Опубликовано в журнале Иностранная литература, номер 8, 2021
Согласившись, по просьбе журнала, взять интервью у этого одновременно поэта, драматурга и переводчика-испаниста, я не был уверен, что он согласится ответить на мои вопросы. Все-таки возраст, все-таки — кто я и кто он. Смелости мне придало его стихотворение «К вопросу», датированное 1971 годом:
Вопрос вопросов Почему?,
настырный пастырь поколений,
ты не даешь дремать уму,
спасая люд от лютой лени.
С тобою нам покоя нет,
бываешь горек ты и сладок,
ты нас наводишь на ответ,
ты — нож на горле у загадок.
Ты просишь нас изведать суть,
охотишься за складной речью.
Спроси меня о чем-нибудь.
Я как смогу тебе отвечу.
Ну, вот пусть и ответит, как сможет, решил я!

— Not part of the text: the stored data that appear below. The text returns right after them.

//! Keyboard modifier state.
//!
//! [`ModifierFlags`] is the live bitset of modifiers a decoder tracks.
//! [`Modifier`] names a single modifier key and carries the one rule that
//! distinguishes them: whether the modifier is **latched** (toggled by each
//! press, like Caps Lock) or **momentary** (held only while the key is down).

use bitflags::bitflags;

use super::key::Key;

bitflags! {
    /// Set of currently held (or latched) modifier keys.
    ///
    /// The empty set is the initial state of every decoder.
    #[derive(Debug, Clone, Copy, PartialEq, Eq, Hash, Default)]
    pub struct ModifierFlags: u8 {
        const LEFT_SHIFT = 1 << 0;
        const RIGHT_SHIFT = 1 << 1;
        const LEFT_ALT = 1 << 2;
        const RIGHT_ALT = 1 << 3;
        const CAPS_LOCK = 1 << 4;
    }
}

impl ModifierFlags {
    /// No modifiers held.
    pub const NONE: Self = Self::empty();

    /// Returns `true` if either Shift modifier is held.
    pub fn is_shift(&self) -> bool {
        self.intersects(Self::LEFT_SHIFT | Self::RIGHT_SHIFT)
    }

    /// Returns `true` if either Alt modifier is held.
    pub fn is_alt(&self) -> bool {
        self.intersects(Self::LEFT_ALT | Self::RIGHT_ALT)
    }

    /// Returns `true` if Caps Lock is toggled on.
    pub fn is_caps_lock(&self) -> bool {
        self.contains(Self::CAPS_LOCK)
    }

    /// Applies a press of `modifier`.
    ///
    /// Latched modifiers flip their bit; momentary modifiers set it.
    pub fn press(&mut self, modifier: Modifier) {
        if modifier.is_latched() {
            self.toggle(modifier.flag());
        } else {
            self.insert(modifier.flag());
        }
    }

    /// Applies a release of `modifier`.
    ///
    /// Momentary modifiers clear their bit.  A latched modifier ignores its
    /// release: its state only changes on the next press.
    pub fn release(&mut self, modifier: Modifier) {
        if !modifier.is_latched() {
            self.remove(modifier.flag());
        }
    }
}

/// A single tracked modifier key.
#[derive(Debug, Clone, Copy, PartialEq, Eq, Hash)]
pub enum Modifier {
    LeftShift,
    RightShift,
    LeftAlt,
    RightAlt,
    CapsLock,
}

impl Modifier {
    /// Returns the modifier a key controls, or `None` for ordinary keys.
    pub fn from_key(key: Key) -> Option<Self> {
        match key {
            Key::LeftShift => Some(Modifier::LeftShift),
            Key::RightShift => Some(Modifier::RightShift),
            Key::LeftAlt => Some(Modifier::LeftAlt),
            Key::RightAlt => Some(Modifier::RightAlt),
            Key::CapsLock => Some(Modifier::CapsLock),
            _ => None,
        }
    }

    /// Returns the bit this modifier occupies in [`ModifierFlags`].
    pub fn flag(self) -> ModifierFlags {
        match self {
            Modifier::LeftShift => ModifierFlags::LEFT_SHIFT,
            Modifier::RightShift => ModifierFlags::RIGHT_SHIFT,
            Modifier::LeftAlt => ModifierFlags::LEFT_ALT,
            Modifier::RightAlt => ModifierFlags::RIGHT_ALT,
            Modifier::CapsLock => ModifierFlags::CAPS_LOCK,
        }
    }

    /// Returns `true` if each press toggles this modifier rather than holding it.
    pub fn is_latched(self) -> bool {
        matches!(self, Modifier::CapsLock)
    }
}

#[cfg(test)]
mod tests {
    use super::*;

    const ALL_MODIFIERS: [Modifier; 5] = [
        Modifier::LeftShift,
        Modifier::RightShift,
        Modifier::LeftAlt,
        Modifier::RightAlt,
        Modifier::CapsLock,
    ];

    #[test]
    fn test_default_is_none() {
        assert_eq!(ModifierFlags::default(), ModifierFlags::NONE);
        assert!(ModifierFlags::NONE.is_empty());
    }

    #[test]
    fn test_predicates_cover_both_sides() {
        assert!(ModifierFlags::LEFT_SHIFT.is_shift());
        assert!(ModifierFlags::RIGHT_SHIFT.is_shift());
        assert!(ModifierFlags::LEFT_ALT.is_alt());
        assert!(ModifierFlags::RIGHT_ALT.is_alt());
        assert!(ModifierFlags::CAPS_LOCK.is_caps_lock());

        assert!(!ModifierFlags::CAPS_LOCK.is_shift());
        assert!(!ModifierFlags::LEFT_SHIFT.is_alt());
        assert!(!ModifierFlags::RIGHT_ALT.is_caps_lock());
    }

    #[test]
    fn test_only_caps_lock_is_latched() {
        for modifier in ALL_MODIFIERS {
            assert_eq!(modifier.is_latched(), modifier == Modifier::CapsLock, "{modifier:?}");
        }
    }

    #[test]
    fn test_from_key_recognizes_only_modifier_keys() {
        assert_eq!(Modifier::from_key(Key::LeftShift), Some(Modifier::LeftShift));
        assert_eq!(Modifier::from_key(Key::RightShift), Some(Modifier::RightShift));
        assert_eq!(Modifier::from_key(Key::LeftAlt), Some(Modifier::LeftAlt));
        assert_eq!(Modifier::from_key(Key::RightAlt), Some(Modifier::RightAlt));
        assert_eq!(Modifier::from_key(Key::CapsLock), Some(Modifier::CapsLock));
        assert_eq!(Modifier::from_key(Key::Enter), None);
        assert_eq!(Modifier::from_key(Key::LowerA), None);
    }

    #[test]
    fn test_flags_are_distinct_single_bits() {
        let mut union = ModifierFlags::NONE;
        for modifier in ALL_MODIFIERS {
            let flag = modifier.flag();
            assert_eq!(flag.bits().count_ones(), 1);
            assert!(!union.intersects(flag), "{modifier:?} overlaps another modifier");
            union |= flag;
        }
        assert_eq!(union, ModifierFlags::all());
    }

    #[test]
    fn test_caps_lock_press_twice_is_involution_from_every_state() {
        for bits in 0..=ModifierFlags::all().bits() {
            // Arrange
            let original = ModifierFlags::from_bits_truncate(bits);
            let mut flags = original;

            // Act
            flags.press(Modifier::CapsLock);
            flags.press(Modifier::CapsLock);

            // Assert
            assert_eq!(flags, original);
        }
    }

    #[test]
    fn test_momentary_press_then_release_restores_previous_state() {
        for modifier in ALL_MODIFIERS.into_iter().filter(|m| !m.is_latched()) {
            for bits in 0..=ModifierFlags::all().bits() {
                let original = ModifierFlags::from_bits_truncate(bits);
                if original.contains(modifier.flag()) {
                    continue;
                }
                let mut flags = original;

                flags.press(modifier);
                assert!(flags.contains(modifier.flag()));
                flags.release(modifier);

                assert_eq!(flags, original, "{modifier:?} from {original:?}");
            }
        }
    }

    #[test]
    fn test_caps_lock_release_is_ignored() {
        // Arrange
        let mut flags = ModifierFlags::CAPS_LOCK | ModifierFlags::LEFT_SHIFT;

        // Act
        flags.release(Modifier::CapsLock);

        // Assert
        assert_eq!(flags, ModifierFlags::CAPS_LOCK | ModifierFlags::LEFT_SHIFT);
    }

    #[test]
    fn test_releasing_one_shift_keeps_the_other() {
        let mut flags = ModifierFlags::LEFT_SHIFT | ModifierFlags::RIGHT_SHIFT;
        flags.release(Modifier::LeftShift);
        assert!(flags.is_shift());
        assert_eq!(flags, ModifierFlags::RIGHT_SHIFT);
    }
}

— Что привело вас в испанистику?
— Притом что к моменту поступления в иняз были свежи в памяти образ Дон Кихота, события Гражданской войны в Испании и то, что в довоенном 1940 году я отдыхал в «Артеке» с испанскими ребятами, реально привел меня в испанистику отец моего школьного товарища Петр Сергеевич Бычков. Он был парторгом иняза на Остоженке и понимал, что в 1950-м, все еще сталинском году, подростку с отчеством Моисеевич не просто будет куда-либо поступить. Он только деликатно попросил меня написать в анкете, что я украинец, фамилия-то моя как бы вполне украинская. В 1953 году, когда я учился на третьем курсе, отец народов скончался, и мой «пятый пункт» обрел свою истинную принадлежность. В школе я учил немецкий, который недолюбливал, и при смене школьного языка мог выбрать только итальянский или испанский. Я выбрал испанский, хотя до сих пор немного завидую выдающемуся итальянисту, моему другу, тоже инязовцу, Евгению Солоновичу. До поступления в институт я писал стихи, кое-что было опубликовано.
— Затрудняюсь назвать поэта, который был бы еще автором десяти пьес-либретто, не говоря уже о невиданном количестве переводов с испанского и английского. Как вы дошли до жизни такой?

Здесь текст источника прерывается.